RSC will only review protocols that have been formally submitted to the Institutional Review Board (IRB) via the eIRB.
Research Requiring RSC Approval
- Radiologic procedures that are administered solely for experimental or research purposes (i.e., would not otherwise be administered)
- Use of an investigational radiologic device or investigational radiopharmaceutical
- Standard of care procedures ( SOC ) that are being altered as part of research
- Radiologic procedures that are administered in addition to those that the participant would receive as part of standard medical care (i.e., “extra” procedures).
- Studies that involve the use of radioisotopes or other sources of ionizing radiation (e.g. x-ray machines, nuclear medicine scans, fluoroscopy, bone densitometry, CT, PET-CT, cardiac catheterization, radiation therapy, etc.) for purposes other than the standard of care.
The following is a list of typically used procedures or terms involving ionizing radiation:
DEXA or DXA
Nuclear medicine scan
Note: RSC approval must be received prior to the commencement of the research project.
Request for Research Subject Dosimetry
Request for Research Subject Dosimetry: Contact the Office of Health Physics at firstname.lastname@example.org for assistance prior to submitting the protocol to the IRB or to Radiology for review.
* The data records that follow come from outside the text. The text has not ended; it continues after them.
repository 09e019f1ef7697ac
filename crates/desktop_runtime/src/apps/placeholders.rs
//! Placeholder bodies for the built-in hosted apps.

use desktop_app_contract::{AppControlPanel, AppMountContext, ControlMenu};
use leptos::*;

pub(super) fn memory_game_control_panel() -> AppControlPanel {
    AppControlPanel::default().with_menu(
        ControlMenu::new("game", "Game")
            .with_item("new-2x2", "New 2x2")
            .with_item("new-2x4", "New 2x4")
            .with_item("new-4x4", "New 4x4"),
    )
}

fn board_label(item_id: &str) -> &'static str {
    match item_id {
        "new-2x2" => "2x2",
        "new-2x4" => "2x4",
        _ => "4x4",
    }
}

pub(super) fn mount_memory_game(context: AppMountContext) -> View {
    let selection = context.menu_selection;
    let board = move || {
        selection
            .get()
            .map(|selection| board_label(&selection.item_id))
            .unwrap_or("4x4")
    };
    let host = context.host;

    view! {
        <div class="app-shell app-memory-shell">
            <p><strong>{context.title}</strong></p>
            <p>"Board: " {board}</p>
            <button type="button" class="app-action" on:click=move |_| host.request_close()>
                "Quit"
            </button>
        </div>
    }
    .into_view()
}

pub(super) fn mount_chat(context: AppMountContext) -> View {
    let focused = context.is_focused();
    view! {
        <div class="app-shell app-chat-shell">
            <ul class="app-chat-log" aria-live="polite"></ul>
            <input
                type="text"
                class="app-chat-input"
                placeholder="Type a message"
                disabled=move || !focused.get()
            />
        </div>
    }
    .into_view()
}

pub(super) fn mount_quiz(context: AppMountContext) -> View {
    view! {
        <div class="app-shell app-quiz-shell">
            <p><strong>{context.title}</strong></p>
            <p>"Enter a nickname to start."</p>
        </div>
    }
    .into_view()
}

pub(super) fn mount_product_key(context: AppMountContext) -> View {
    let host = context.host;
    view! {
        <div class="app-shell app-product-key-shell">
            <p>"Enter your product key"</p>
            <input type="text" class="app-product-key-input" maxlength="29" />
            <button type="button" class="app-action" on:click=move |_| host.request_close()>
                "Cancel"
            </button>
        </div>
    }
    .into_view()
}

pub(super) fn mount_blank(_: AppMountContext) -> View {
    view! { <div class="app-shell app-blank-shell"></div> }.into_view()
}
How to obtain RSC approval?
If your IRB protocol requires RSC review, submit the following documents to email@example.com
a) Cover letter stating the non-SOC procedure(s) and frequency performed
b) PDF of the completed IRB protocol
c) ICF (must contain the mandatory radiation safety language as outlined below)
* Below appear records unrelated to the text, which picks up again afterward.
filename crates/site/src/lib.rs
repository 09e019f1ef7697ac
mod web_app;

pub use web_app::{DesktopEntry, SiteApp};

#[cfg(all(feature = "csr", target_arch = "wasm32"))]
pub fn mount() {
    console_error_panic_hook::set_once();
    leptos::mount_to_body(|| leptos::view! { <SiteApp /> })
}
- Procedures that are Standard of Care (SOC) for the study cohort do not require RSC review or approval.
- MRI and ultrasound procedures do not require RSC review or approval.
Radiation Risk Language for Consent Forms
Communication of risk to research subjects is an essential part of the consent form. It is important that the risk be communicated in easily understood language. Most risk factors are derived from data involving uniform exposure of the whole body. However, most exposures to research subjects are limited to a part of the body or, in the case of radiopharmaceuticals, result in non-homogeneous exposure of the whole body.